Contrariando Belchior, vivo falando das coisas que aprendi nos discos. Não tem jeito: sou das canções. Elas mapearam e ainda mapeiam o meu mundo emocional. Agora, com o Sol iluminando as águas de Câncer, primeiro signo a nos conduzir ao reino das emoções e da memória, devo explorar as linguagens de acesso a esse universo misterioso. E como forma de arte mais imediata, a música popular é tanto trilha quanto trilho da alma. Canções são faróis e bússolas a nos guiar pelos caminhos de dentro. Discos (e os novos suportes) são como caixas de registros afetivos – enciclopédias sonoras de nossa educação sentimental.
Desde criança, antes mesmo que eu vivenciasse as humanas experiências de crescimento, já conhecia alguma canção sobre cada nuance desse processo. Alguém já havia sofrido aquilo e já havia vertido essa passagem em letra e música. Encontros e separações, alegrias e tormentos, esperanças e angústias: estava tudo lá, em imagens e metáforas que então me espelhavam e me traduziam. Havia desde a canção de pedir “volta, vem viver outra vez ao meu lado” até aquela de “pra todos os santos, vingança, vingança clamar”.

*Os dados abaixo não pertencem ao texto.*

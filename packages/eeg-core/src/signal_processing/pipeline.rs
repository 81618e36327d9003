//! Filter Pipeline
//!
//! Turns a [`FilterSpec`] into one cascade of biquads and applies it with
//! zero net phase:
//! 1. High-pass (drift removal)
//! 2. Low-pass (band limit)
//! 3. Notch (power line noise removal)
//!
//! Bad settings never raise; offending stages are disabled with a warning
//! so the viewer stays usable while the user edits values.

use super::filters::{filtfilt, ButterworthFilter, FilterType, NotchFilter, SosFilter, NOTCH_Q};
use serde::{Deserialize, Serialize};

/// Butterworth order of the high-pass and low-pass stages
const BUTTERWORTH_ORDER: usize = 2;

/// Residual transient amplitude treated as fully settled
pub const SETTLE_TOLERANCE: f64 = 1e-12;

/// User-facing filter settings. A cutoff of 0 disables that stage.
#[derive(Debug, Clone, PartialEq, Serialize, Deserialize)]
pub struct FilterSpec {
    /// Sample rate of the data (Hz)
    #[serde(default = "default_sample_rate")]
    pub sample_rate: f64,

    /// High-pass cutoff (Hz)
    #[serde(default = "default_highpass")]
    pub highpass_hz: f64,

    /// Low-pass cutoff (Hz)
    #[serde(default = "default_lowpass")]
    pub lowpass_hz: f64,

    /// Notch frequency (typically 50 or 60 Hz)
    #[serde(default = "default_notch")]
    pub notch_hz: f64,
}

fn default_sample_rate() -> f64 {
    250.0
}
fn default_highpass() -> f64 {
    0.5
}
fn default_lowpass() -> f64 {
    45.0
}
fn default_notch() -> f64 {
    60.0
}

impl Default for FilterSpec {
    fn default() -> Self {
        Self {
            sample_rate: 250.0,
            highpass_hz: 0.5,
            lowpass_hz: 45.0,
            notch_hz: 60.0,
        }
    }
}

impl FilterSpec {
    /// Default EEG band at the given sample rate
    pub fn new(sample_rate: f64) -> Self {
        Self {
            sample_rate,
            ..Default::default()
        }
    }

    /// Every stage off
    pub fn disabled(sample_rate: f64) -> Self {
        Self {
            sample_rate,
            highpass_hz: 0.0,
            lowpass_hz: 0.0,
            notch_hz: 0.0,
        }
    }

    pub fn nyquist(&self) -> f64 {
        self.sample_rate / 2.0
    }

    /// Copy with every unusable stage disabled. Each adjustment is logged.
    pub fn sanitized(&self) -> Self {
        if !self.sample_rate.is_finite() || self.sample_rate <= 0.0 {
            log::warn!(
                "Invalid sample rate {} Hz; filtering disabled",
                self.sample_rate
            );
            return Self::disabled(self.sample_rate);
        }

        let nyquist = self.nyquist();
        let mut spec = self.clone();
        spec.highpass_hz = sanitize_cutoff("high-pass", self.highpass_hz, nyquist);
        spec.lowpass_hz = sanitize_cutoff("low-pass", self.lowpass_hz, nyquist);
        spec.notch_hz = sanitize_cutoff("notch", self.notch_hz, nyquist);

        if spec.highpass_hz > 0.0 && spec.lowpass_hz > 0.0 && spec.highpass_hz >= spec.lowpass_hz {
            log::warn!(
                "High-pass cutoff {} Hz is not below low-pass cutoff {} Hz; high-pass disabled",
                spec.highpass_hz,
                spec.lowpass_hz
            );
            spec.highpass_hz = 0.0;
        }

        spec
    }
}

fn sanitize_cutoff(stage: &str, cutoff: f64, nyquist: f64) -> f64 {
    if !cutoff.is_finite() || cutoff < 0.0 {
        log::warn!("Invalid {} cutoff {}; stage disabled", stage, cutoff);
        0.0
    } else if cutoff >= nyquist {
        if cutoff > 0.0 {
            log::warn!(
                "{} cutoff {} Hz at or above Nyquist ({} Hz); stage disabled",
                stage,
                cutoff,
                nyquist
            );
        }
        0.0
    } else {
        cutoff
    }
}

/// Compiled filter cascade for one sanitized spec.
///
/// Holds no running state between calls; every application starts from rest.
#[derive(Debug, Clone)]
pub struct FilterPipeline {
    spec: FilterSpec,
    stages: Vec<FilterType>,
    cascade: SosFilter,
}

impl FilterPipeline {
    pub fn new(spec: &FilterSpec) -> Self {
        let spec = spec.sanitized();
        let mut stages = Vec::new();
        let mut sections = Vec::new();

        if spec.highpass_hz > 0.0 {
            stages.push(FilterType::Highpass);
            sections.extend(
                ButterworthFilter::highpass(spec.highpass_hz, spec.sample_rate, BUTTERWORTH_ORDER)
                    .sections(),
            );
        }
        if spec.lowpass_hz > 0.0 {
            stages.push(FilterType::Lowpass);
            sections.extend(
                ButterworthFilter::lowpass(spec.lowpass_hz, spec.sample_rate, BUTTERWORTH_ORDER)
                    .sections(),
            );
        }
        if spec.notch_hz > 0.0 {
            stages.push(FilterType::Notch);
            sections.extend(NotchFilter::design(spec.notch_hz, spec.sample_rate, NOTCH_Q).sections());
        }

        log::debug!("Filter pipeline {:?} at {} Hz", stages, spec.sample_rate);

        Self {
            spec,
            stages,
            cascade: SosFilter::new(sections),
        }
    }

    /// The sanitized spec actually applied
    pub fn spec(&self) -> &FilterSpec {
        &self.spec
    }

    pub fn stages(&self) -> &[FilterType] {
        &self.stages
    }

    pub fn is_passthrough(&self) -> bool {
        self.stages.is_empty()
    }

    /// Samples of context needed on each side before edge transients decay
    /// below [`SETTLE_TOLERANCE`]. Dominated by the lowest high-pass cutoff.
    pub fn settle_samples(&self) -> usize {
        self.cascade.settle_samples(SETTLE_TOLERANCE)
    }

    /// Zero-phase filtering; output has the input's length.
    pub fn apply(&self, signal: &[f64]) -> Vec<f64> {
        filtfilt(&self.cascade, signal)
    }

    /// Single causal pass of the same cascade (introduces phase lag).
    pub fn apply_forward(&self, signal: &[f64]) -> Vec<f64> {
        let mut pass = self.cascade.clone();
        pass.reset();
        pass.filter(signal)
    }

    pub fn apply_all(&self, channels: &[Vec<f64>]) -> Vec<Vec<f64>> {
        channels.iter().map(|channel| self.apply(channel)).collect()
    }
}

/// One-shot zero-phase filtering of a single channel
pub fn filter_signal(signal: &[f64], spec: &FilterSpec) -> Vec<f64> {
    FilterPipeline::new(spec).apply(signal)
}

Milton Nascimento canta: “Certas canções que ouço / Cabem tão dentro de mim / Que perguntar carece / Como não fui eu que fiz?”. É bem assim que a coisa funciona, a gente se apropria da canção como se nossa fosse. Por conta disso, criamos empatia com o cantor, o cara que sente o que sentimos, conhecedor de nossa intimidade em seus detalhes tão pequenos. A voz do intérprete passa a ser a nossa própria voz. Com esta e outras vozes, vamos compondo um repertório temático das nossas vidas – nossa biografia musical, o hit parade do coração.
Em perspectiva histórica, podemos localizar na memória as peças de nossa trilha sonora particular. Algumas perdem o impacto original – e a gente até se pergunta como pôde um dia gostar delas. Outras permanecem relevantes, enlaçadas com as nuances complexas do nosso sentir. Seja como for, são peças do acervo sentimental, merecedoras de nosso respeito e consideração. São testemunhas de nosso crescimento – e também de nossos entraves e derrotas. Enfim, são artigos do nosso particular baú canceriano a compor o museu individual da nossa pessoa.
Dia desses, encontrei no YouTube uma seleção musical segundo o ano em que as músicas fizeram sucesso. Escolhi um certo ano e deixei tocar. Incrível! Eu conhecia quase todas. E um cinema transcendental foi se exibindo na tela da memória, encorpando de imagens a trilha em questão. Vieram lugares, pessoas, sensações. Senti saudade aqui, alívio ali, sentimentos autênticos na catarse musical. É assim que vamos definindo a qualidade dos registros sonoros, por suas associações com determinadas emoções.
Essa catarse musical se dá também no coletivo. Reportagem recente na Folha de S. Paulo anuncia: “Brasil é o país que mais passou a ouvir músicas tristes na quarentena”. Entre 34 países avaliados, o Brasil foi o que mais acessou nas plataformas sonoras canções tristes e mais antigas. Pois é, a alma brasileira está dolorida e saudosista, em sintonia com uma realidade igualmente sombria. Esse é um tempo de “meu mundo caiu”, quando ainda não aprendemos a levantar. Daí, vamos de choro, fossa, deprê. Ah, mas não diga que a canção está perdida! Que ninguém nos segure quando chegar o dia de bradar a plenos pulmões: “Viver e não ter a vergonha de ser feliz / Cantar a beleza de ser um eterno aprendiz”. Porque, assim como muda a Lua, sempre vem a hora de mudar o disco.